Washington, D.C., 7 December (H.S.): A fresh congressional briefing has delivered a stinging rebuke to President Donald Trump's assertion that a Venezuelan drug vessel struck by U.S. forces on September 2 was bound for American shores, with the overseeing admiral testifying that it aimed instead to rendezvous with a larger ship en route to Suriname in South America.
The operation, which claimed all 11 lives aboard through a controversial double-tap sequence of strikes, has ignited bipartisan scrutiny, particularly as Defense Secretary Pete Hegseth faces demands to disclose full video footage despite his noncommittal response of reviewing it.
Admiral Frank Mitch Bradley informed lawmakers the boat had turned around upon detection and showed no signs of U.S.-directed trafficking, aligning with patterns where Pacific routes dominate American-bound narcotics flows while Suriname channels feed European markets.

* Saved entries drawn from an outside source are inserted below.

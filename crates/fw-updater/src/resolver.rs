// SPDX-License-Identifier: CC-BY-NC-ND-4.0

//! Release location resolution: redirect probing and releases API queries

use crate::config::{ResolutionStrategy, UpdaterConfig};
use crate::error::{Result, UpdaterError};
use crate::http::{HttpSettings, build_client, build_client_with_redirects};
use crate::location::ResolvedBaseLocation;
use reqwest::header::{ACCEPT, LOCATION};
use reqwest::{Client, Response, StatusCode, Url};
use serde_json::Value;
use tracing::{debug, warn};

const GITHUB_JSON: &str = "application/vnd.github+json";

/// Turns the configured release reference into a base location.
///
/// The strategy is fixed at construction; every `resolve` call performs a
/// fresh lookup and never retries internally.
#[derive(Debug, Clone)]
pub enum ReleaseLocationResolver {
    Redirect(RedirectResolver),
    Api(ApiResolver),
}

impl ReleaseLocationResolver {
    pub fn redirect(release_url: impl Into<String>, settings: &HttpSettings) -> Result<Self> {
        Ok(Self::Redirect(RedirectResolver::new(release_url, settings)?))
    }

    pub fn api(release_url: impl Into<String>, settings: &HttpSettings) -> Result<Self> {
        Ok(Self::Api(ApiResolver::new(release_url, settings)?))
    }

    pub fn from_config(config: &UpdaterConfig, settings: &HttpSettings) -> Result<Self> {
        match config.strategy {
            ResolutionStrategy::Redirect => Self::redirect(config.release_url.clone(), settings),
            ResolutionStrategy::Api => Ok(Self::Api(
                ApiResolver::new(config.release_url.clone(), settings)?
                    .with_url_field(config.api_url_field.clone()),
            )),
        }
    }

    pub fn strategy(&self) -> ResolutionStrategy {
        match self {
            Self::Redirect(_) => ResolutionStrategy::Redirect,
            Self::Api(_) => ResolutionStrategy::Api,
        }
    }

    pub async fn resolve(&self) -> Result<ResolvedBaseLocation> {
        match self {
            Self::Redirect(resolver) => resolver.resolve().await,
            Self::Api(resolver) => resolver.resolve().await,
        }
    }
}

/// Resolves by following the release URL's redirects without fetching bodies.
#[derive(Debug, Clone)]
pub struct RedirectResolver {
    client: Client,
    release_url: String,
    max_redirects: usize,
}

impl RedirectResolver {
    pub fn new(release_url: impl Into<String>, settings: &HttpSettings) -> Result<Self> {
        Ok(Self {
            client: build_client(settings)?,
            release_url: release_url.into(),
            max_redirects: settings.max_redirects,
        })
    }

    pub async fn resolve(&self) -> Result<ResolvedBaseLocation> {
        let mut current = parse_url(&self.release_url)?;
        let mut hops = 0;

        loop {
            let response = self
                .client
                .head(current.clone())
                .send()
                .await
                .map_err(|e| UpdaterError::from_transport(&e, UpdaterError::Resolution))?;

            let status = response.status();
            if !is_redirect(status) {
                if hops == 0 {
                    return Err(UpdaterError::Resolution(format!(
                        "{current} did not redirect (status {status})"
                    )));
                }
                if !status.is_success() {
                    return Err(UpdaterError::Resolution(format!(
                        "redirect chain ended at {current} with status {status}"
                    )));
                }
                debug!("Redirect chain ended at {current} with status {status}");
                break;
            }

            if hops == self.max_redirects {
                return Err(UpdaterError::Resolution(format!(
                    "more than {} redirects from {}",
                    self.max_redirects, self.release_url
                )));
            }

            let next = redirect_target(&current, &response)?;
            debug!("Redirect {status}: {current} -> {next}");
            current = next;
            hops += 1;
        }

        ResolvedBaseLocation::from_release_page(current.as_str())
    }
}

/// Resolves by reading the release page URL out of a releases API response.
#[derive(Debug, Clone)]
pub struct ApiResolver {
    client: Client,
    release_url: String,
    url_field: String,
}

impl ApiResolver {
    pub fn new(release_url: impl Into<String>, settings: &HttpSettings) -> Result<Self> {
        Ok(Self {
            client: build_client_with_redirects(settings)?,
            release_url: release_url.into(),
            url_field: "html_url".to_owned(),
        })
    }

    /// Read the release page URL from a different JSON field
    pub fn with_url_field(mut self, field: impl Into<String>) -> Self {
        self.url_field = field.into();
        self
    }

    pub async fn resolve(&self) -> Result<ResolvedBaseLocation> {
        let url = parse_url(&self.release_url)?;

        let response = self
            .client
            .get(url)
            .header(ACCEPT, GITHUB_JSON)
            .send()
            .await
            .map_err(|e| UpdaterError::from_transport(&e, UpdaterError::Resolution))?;

        if let Some(remaining) = response.headers().get("x-ratelimit-remaining")
            && let Ok(remaining_str) = remaining.to_str()
            && let Ok(remaining_int) = remaining_str.parse::<u32>()
            && remaining_int < 10
        {
            warn!("GitHub rate limit low: {remaining_int} remaining");
        }

        let status = response.status();
        if !status.is_success() {
            let body = response
                .text()
                .await
                .unwrap_or_else(|_| "Failed to read error body".to_owned());
            return Err(UpdaterError::Resolution(format!(
                "release API error {status}: {body}"
            )));
        }

        let document: Value = response
            .json()
            .await
            .map_err(|e| UpdaterError::Resolution(format!("Failed to parse response: {e}")))?;

        let page_url = document
            .get(&self.url_field)
            .and_then(Value::as_str)
            .filter(|s| !s.trim().is_empty())
            .ok_or_else(|| {
                UpdaterError::Resolution(format!(
                    "response has no string field {:?}",
                    self.url_field
                ))
            })?;

        debug!("Release page: {page_url}");
        ResolvedBaseLocation::from_release_page(page_url)
    }
}

fn parse_url(raw: &str) -> Result<Url> {
    Url::parse(raw).map_err(|e| UpdaterError::Resolution(format!("invalid release URL {raw:?}: {e}")))
}

// 304 is 3xx but carries no Location
fn is_redirect(status: StatusCode) -> bool {
    matches!(
        status,
        StatusCode::MOVED_PERMANENTLY
            | StatusCode::FOUND
            | StatusCode::SEE_OTHER
            | StatusCode::TEMPORARY_REDIRECT
            | StatusCode::PERMANENT_REDIRECT
    )
}

fn redirect_target(current: &Url, response: &Response) -> Result<Url> {
    let location = response
        .headers()
        .get(LOCATION)
        .ok_or_else(|| {
            UpdaterError::Resolution(format!("{current} redirected without a Location header"))
        })?
        .to_str()
        .map_err(|_| UpdaterError::Resolution("Location header is not valid text".to_owned()))?;

    current
        .join(location)
        .map_err(|e| UpdaterError::Resolution(format!("invalid Location {location:?}: {e}")))
}
// SPDX-License-Identifier: CC-BY-NC-ND-4.0

//! Wall-clock readiness for certificate validation

use crate::error::{Result, UpdaterError};
use async_trait::async_trait;
use chrono::{DateTime, Utc};
use std::time::Duration;
use tokio::time::Instant;
use tracing::{debug, info};

const POLL_INTERVAL: Duration = Duration::from_millis(500);

/// Makes sure the system time is usable before TLS handshakes.
#[async_trait]
pub trait ClockSync: Send + Sync {
    async fn synchronize(&self) -> Result<()>;
}

/// Waits for an external time source (NTP daemon, RTC driver) to bring the
/// clock past a plausible minimum.
#[derive(Debug, Clone)]
pub struct PlausibleClock {
    min_valid: DateTime<Utc>,
    timeout: Duration,
}

impl PlausibleClock {
    pub fn new(min_valid_epoch_secs: i64, timeout: Duration) -> Self {
        let min_valid = DateTime::from_timestamp(min_valid_epoch_secs, 0).unwrap_or_default();
        Self { min_valid, timeout }
    }

    pub fn is_plausible(&self, now: DateTime<Utc>) -> bool {
        now >= self.min_valid
    }
}

#[async_trait]
impl ClockSync for PlausibleClock {
    async fn synchronize(&self) -> Result<()> {
        let started = Instant::now();
        loop {
            let now = Utc::now();
            if self.is_plausible(now) {
                debug!("System time: {}", now.to_rfc3339());
                return Ok(());
            }
            if started.elapsed() >= self.timeout {
                return Err(UpdaterError::ClockUnsynchronized {
                    waited_secs: started.elapsed().as_secs(),
                });
            }
            info!("Waiting for system time synchronization...");
            tokio::time::sleep(POLL_INTERVAL).await;
        }
    }
}

#[cfg(test)]
mod tests {
    use super::*;

    #[tokio::test]
    async fn test_plausible_clock_passes_immediately() {
        let clock = PlausibleClock::new(0, Duration::from_secs(1));
        assert!(clock.synchronize().await.is_ok());
    }

    #[tokio::test(start_paused = true)]
    async fn test_implausible_clock_times_out() {
        // Year 9999: the host clock never gets there
        let clock = PlausibleClock::new(253_402_300_799, Duration::from_secs(2));

        match clock.synchronize().await {
            Err(UpdaterError::ClockUnsynchronized { waited_secs }) => assert!(waited_secs >= 2),
            other => panic!("expected ClockUnsynchronized, got {other:?}"),
        }
    }

    #[test]
    fn test_is_plausible() {
        let clock = PlausibleClock::new(1_704_067_200, Duration::from_secs(1));
        assert!(!clock.is_plausible(DateTime::from_timestamp(0, 0).unwrap()));
        assert!(clock.is_plausible(DateTime::from_timestamp(1_704_067_200, 0).unwrap()));
    }
}
// SPDX-License-Identifier: CC-BY-NC-ND-4.0

//! Restarting into a freshly installed image

use crate::error::{Result, UpdaterError};
use async_trait::async_trait;
use std::path::PathBuf;

/// Reboots the device (or process) into the installed image.
///
/// Implementations normally never return; returning `Ok` means the restart
/// was requested but happens asynchronously.
#[async_trait]
pub trait Restarter: Send + Sync {
    async fn restart(&self) -> Result<()>;
}

/// Replaces the running process with `program` via `execv`.
///
/// On non-Unix targets the process exits with status 0 and relies on its
/// supervisor to start the new image.
#[derive(Debug, Clone)]
pub struct ExecRestarter {
    program: PathBuf,
    args: Vec<String>,
}

impl ExecRestarter {
    pub fn new(program: impl Into<PathBuf>, args: Vec<String>) -> Self {
        Self {
            program: program.into(),
            args,
        }
    }

    /// Re-run `program` with the arguments this process was started with
    pub fn with_current_args(program: impl Into<PathBuf>) -> Self {
        Self::new(program, std::env::args().skip(1).collect())
    }

    #[cfg(unix)]
    fn argv(&self) -> Result<(std::ffi::CString, Vec<std::ffi::CString>)> {
        use std::ffi::CString;
        use std::os::unix::ffi::OsStrExt;

        let to_cstring = |bytes: &[u8]| {
            CString::new(bytes)
                .map_err(|e| UpdaterError::Restart(format!("invalid argument: {e}")))
        };

        let program = to_cstring(self.program.as_os_str().as_bytes())?;
        let mut argv = Vec::with_capacity(self.args.len() + 1);
        argv.push(program.clone());
        for arg in &self.args {
            argv.push(to_cstring(arg.as_bytes())?);
        }
        Ok((program, argv))
    }
}

#[async_trait]
impl Restarter for ExecRestarter {
    #[cfg(unix)]
    async fn restart(&self) -> Result<()> {
        let (program, argv) = self.argv()?;
        tracing::info!("Restarting into {}", self.program.display());

        // Only returns on failure
        match nix::unistd::execv(&program, &argv) {
            Ok(never) => match never {},
            Err(errno) => Err(UpdaterError::Restart(format!(
                "execv {} failed: {errno}",
                self.program.display()
            ))),
        }
    }

    #[cfg(not(unix))]
    async fn restart(&self) -> Result<()> {
        tracing::info!(
            "Exiting so the supervisor starts {}",
            self.program.display()
        );
        std::process::exit(0)
    }
}
// SPDX-License-Identifier: CC-BY-NC-ND-4.0

//! Error types for the updater crate

use std::error::Error as _;
use thiserror::Error;

#[derive(Debug, Error)]
pub enum UpdaterError {
    #[error("config error: {0}")]
    Config(String),

    #[error("network unavailable: {0}")]
    Network(String),

    #[error("certificate validation failed: {0}")]
    Certificate(String),

    #[error("release location could not be resolved: {0}")]
    Resolution(String),

    #[error("release directory segment {segment:?} is not a semantic version")]
    VersionSegment { segment: String },

    #[error("transfer failed: {0}")]
    Transfer(String),

    #[error("install failed: {0}")]
    Install(String),

    #[error("system clock not synchronized after {waited_secs}s")]
    ClockUnsynchronized { waited_secs: u64 },

    #[error("restart failed: {0}")]
    Restart(String),

    #[error("io error: {0}")]
    Io(#[from] std::io::Error),

    #[error("serialization error: {0}")]
    Json(#[from] serde_json::Error),
}

pub type Result<T> = std::result::Result<T, UpdaterError>;

impl UpdaterError {
    /// Classify a transport error: TLS/certificate problems and unreachable
    /// hosts get their own variants, everything else is reported under `fallback`.
    pub fn from_transport(err: &reqwest::Error, fallback: fn(String) -> Self) -> Self {
        if is_certificate_error(err) {
            return Self::Certificate(describe(err));
        }
        if err.is_connect() || err.is_timeout() {
            return Self::Network(describe(err));
        }
        fallback(describe(err))
    }
}

/// Render the full source chain, reqwest's top-level message alone is rarely useful.
fn describe(err: &reqwest::Error) -> String {
    let mut message = err.to_string();
    let mut source = err.source();
    while let Some(cause) = source {
        message.push_str(": ");
        message.push_str(&cause.to_string());
        source = cause.source();
    }
    message
}

fn is_certificate_error(err: &reqwest::Error) -> bool {
    let mut source = err.source();
    while let Some(cause) = source {
        let text = cause.to_string().to_lowercase();
        if text.contains("certificate") || text.contains("unknownissuer") {
            return true;
        }
        source = cause.source();
    }
    false
}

Trump's immediate Truth Social post branded the crew confirmed narco-terrorists poisoning Americans, a claim now undermined, even as Secretary of State Marco Rubio suggested a Caribbean destination like Trinidad shortly after the incident.
Hegseth, cleared by the admiral of issuing any kill them all directive, defends the strikes as lawful self-defense against cartel threats, likening smugglers to al-Qaeda while insisting President Trump holds authority for such decisive action.
Yet Democrats decry the secondary blasts on survivors clinging to wreckage as potentially unlawful, fueling calls for transparency amid shifting accounts from the Pentagon chief, who admitted leaving the monitoring room post-initial hit. As pressure mounts, the episope exposes fissures in the administration's counternarcotics campaign.